Because the revenue sources USF assesses continue to shrink, the contribution rate has gone up (and up and up) to maintain the same level of funding for the programs. In 2004, more than 90 percent of U.S. adults lived in households with a landline phone. Today, it’s less than 37 percent and this number continues to decrease. As a result, while the contribution factor tax was just 8.7 percent in 2004, by 2021 it had reached 33.4 percent.
The current funding structure is not only unsustainable, but the Government Accountability Office issued a report explaining that a high contribution factor unduly burdens low-income and older Americans, because the USF taxes services that these groups disproportionately rely upon and consumes a larger share of their incomes. It’s past time to pull USF out of the 20th century, but it is the right time for a bipartisan approach to fix this obvious gap in our digital readiness.
On Nov. 15, 2021, President Biden signed the bipartisan Infrastructure Investment and Jobs Act, which directs the FCC to submit to Congress a report on the future of the Universal Service Fund, for which the FCC solicited comments that were due this week. While the political will to effect change was lacking in the past, this time the clarion call should empower Congress and the FCC to work together to develop a long-term solution that will keep the USF’s coffers filled and our goal of universal broadband achievable.

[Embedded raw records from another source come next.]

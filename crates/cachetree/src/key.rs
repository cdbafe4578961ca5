// Copyright (c) Microsoft Corporation.
// Licensed under the MIT License.

//! Lookups and the cache keys derived from them.

use std::{collections::BTreeMap, fmt};

use xxhash_rust::xxh3::xxh3_128;

use crate::value::{EntityType, FieldValue};

/// The field values a cached entity is looked up by.
///
/// Fields are kept sorted by name, so the order they were given in never affects the key.
///
/// # Examples
///
/// ```
/// use cachetree::Lookup;
///
/// let lookup = Lookup::new().with("last_name", "Blog").with("first_name", "Joe");
/// assert_eq!(lookup.to_string(), "first_name=Joe, last_name=Blog");
/// ```
#[derive(Clone, Debug, Default, PartialEq, Eq, Hash, PartialOrd, Ord)]
pub struct Lookup(BTreeMap<String, FieldValue>);

impl Lookup {
    /// Creates an empty lookup.
    #[must_use]
    pub fn new() -> Self {
        Self::default()
    }

    /// Adds `field = value` to the lookup.
    #[must_use]
    pub fn with(mut self, field: impl Into<String>, value: impl Into<FieldValue>) -> Self {
        self.insert(field, value);
        self
    }

    /// Adds `field = value` to the lookup, replacing any previous value of `field`.
    pub fn insert(&mut self, field: impl Into<String>, value: impl Into<FieldValue>) {
        self.0.insert(field.into(), value.into());
    }

    /// Returns the value looked up for `field`.
    #[must_use]
    pub fn get(&self, field: &str) -> Option<&FieldValue> {
        self.0.get(field)
    }

    /// Iterates over `(field, value)` pairs in field-name order.
    pub fn iter(&self) -> impl Iterator<Item = (&str, &FieldValue)> {
        self.0.iter().map(|(field, value)| (field.as_str(), value))
    }

    /// Iterates over the looked-up field names in order.
    pub fn field_names(&self) -> impl Iterator<Item = &str> {
        self.0.keys().map(String::as_str)
    }

    /// Returns the number of fields.
    #[must_use]
    pub fn len(&self) -> usize {
        self.0.len()
    }

    /// Returns `true` if no field is set.
    #[must_use]
    pub fn is_empty(&self) -> bool {
        self.0.is_empty()
    }
}

impl<K, V> FromIterator<(K, V)> for Lookup
where
    K: Into<String>,
    V: Into<FieldValue>,
{
    fn from_iter<I: IntoIterator<Item = (K, V)>>(iter: I) -> Self {
        Self(iter.into_iter().map(|(k, v)| (k.into(), v.into())).collect())
    }
}

impl fmt::Display for Lookup {
    fn fmt(&self, f: &mut fmt::Formatter<'_>) -> fmt::Result {
        for (i, (field, value)) in self.0.iter().enumerate() {
            if i > 0 {
                f.write_str(", ")?;
            }
            write!(f, "{field}={value}")?;
        }
        Ok(())
    }
}

/// Derives cache keys.
///
/// A key is `cachetree.<readable>_<digest>`. The readable part renders
/// `type.field:value;field:value` with whitespace removed and is capped at
/// [`KeyCodec::READABLE_LEN`] characters; the digest is a 128-bit hash of the full
/// rendering, so truncation never makes two lookups share a key.
///
/// # Examples
///
/// ```
/// use cachetree::{EntityType, KeyCodec, Lookup};
///
/// let key = KeyCodec::derive(&EntityType::from("Parent"), &Lookup::new().with("id", 1));
/// assert!(key.starts_with("cachetree.Parent.id:1_"));
/// ```
#[derive(Debug, Clone, Copy)]
pub struct KeyCodec;

impl KeyCodec {
    /// Namespace prefix of every key.
    pub const PREFIX: &'static str = "cachetree";

    /// Maximum number of characters of the readable part.
    pub const READABLE_LEN: usize = 125;

    /// Derives the key of `lookup` on `entity_type`.
    #[must_use]
    pub fn derive(entity_type: &EntityType, lookup: &Lookup) -> String {
        let mut raw = format!("{entity_type}.");
        for (i, (field, value)) in lookup.iter().enumerate() {
            if i > 0 {
                raw.push(';');
            }
            raw.push_str(field);
            raw.push(':');
            raw.push_str(&value.to_string());
        }

        let readable: String = raw.chars().filter(|c| !c.is_whitespace()).take(Self::READABLE_LEN).collect();
        let digest = xxh3_128(raw.as_bytes());

        format!("{}.{readable}_{digest:032x}", Self::PREFIX)
    }
}

#[cfg(test)]
mod tests {
    use super::*;

    fn author() -> EntityType {
        EntityType::from("Author")
    }

    #[test]
    fn field_order_does_not_matter() {
        let a = Lookup::new().with("first_name", "Joe").with("last_name", "Blog");
        let b: Lookup = [("last_name", "Blog"), ("first_name", "Joe")].into_iter().collect();
        assert_eq!(KeyCodec::derive(&author(), &a), KeyCodec::derive(&author(), &b));
    }

    #[test]
    fn readable_part_is_stripped_and_sorted() {
        let key = KeyCodec::derive(&author(), &Lookup::new().with("name", "Joe  Blog").with("age", 30));
        let (readable, digest) = key.rsplit_once('_').expect("key has a digest");
        assert_eq!(readable, "cachetree.Author.age:30;name:JoeBlog");
        assert_eq!(digest.len(), 32);
    }

    #[test]
    fn whitespace_only_differences_keep_distinct_keys() {
        let spaced = KeyCodec::derive(&author(), &Lookup::new().with("name", "Joe Blog"));
        let joined = KeyCodec::derive(&author(), &Lookup::new().with("name", "JoeBlog"));
        assert_ne!(spaced, joined);
    }

    #[test]
    fn long_lookups_are_capped_but_unique() {
        let long = "x".repeat(400);
        let a = KeyCodec::derive(&author(), &Lookup::new().with("bio", format!("{long}a")));
        let b = KeyCodec::derive(&author(), &Lookup::new().with("bio", format!("{long}b")));
        assert_ne!(a, b);
        assert_eq!(a.len(), KeyCodec::PREFIX.len() + 1 + KeyCodec::READABLE_LEN + 1 + 32);
    }

    #[test]
    fn type_name_and_null_are_part_of_the_key() {
        let lookup = Lookup::new().with("id", 1);
        assert_ne!(
            KeyCodec::derive(&author(), &lookup),
            KeyCodec::derive(&EntityType::from("Book"), &lookup)
        );
        assert_ne!(
            KeyCodec::derive(&author(), &Lookup::new().with("id", FieldValue::Null)),
            KeyCodec::derive(&author(), &Lookup::new().with("id", 0))
        );
    }

    #[test]
    fn lookup_display_and_accessors() {
        let lookup = Lookup::new().with("b", 2).with("a", "x");
        assert_eq!(lookup.to_string(), "a=x, b=2");
        assert_eq!(lookup.field_names().collect::<Vec<_>>(), ["a", "b"]);
        assert_eq!(lookup.get("b"), Some(&FieldValue::Int(2)));
        assert_eq!(lookup.len(), 2);
        assert!(Lookup::new().is_empty());
    }
}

Instead of tinkering with the existing funding mechanism, it’s time for fundamental change. Moving to a system of direct appropriations would be appropriate for this group of programs, since all sectors of our economy and society broadly benefit from broadband for all. This would be the most efficient, equitable and sustainable funding source possible. If adding an $8 billion line item to the annual congressional budget is deemed untenable, policymakers should look for alternative and sustainable sources of support, matching costs of universal broadband more closely to those companies that most handsomely profit from it. Since the goal is universal and accelerating broadband use, policymakers might resist increasing the price of these services through taxes and fees that get directly passed along via consumer access costs.
Without reform, it’s only a matter of time before the Universal Service Fund collapses under its own weight. It’s time to stop over-taxing Grandma’s landline on a hopeless mission to save the system from sinking sand. Together, Congress and the FCC can fix the USF and put it on solid ground.
Kim Keenan is executive vice president for marketing and research for Odyssey Media. and Bruce Mehlman served as Assistant Secretary of Commerce for technology policy. The authors co-chair the D.C.-based Internet Innovation Alliance (IIA).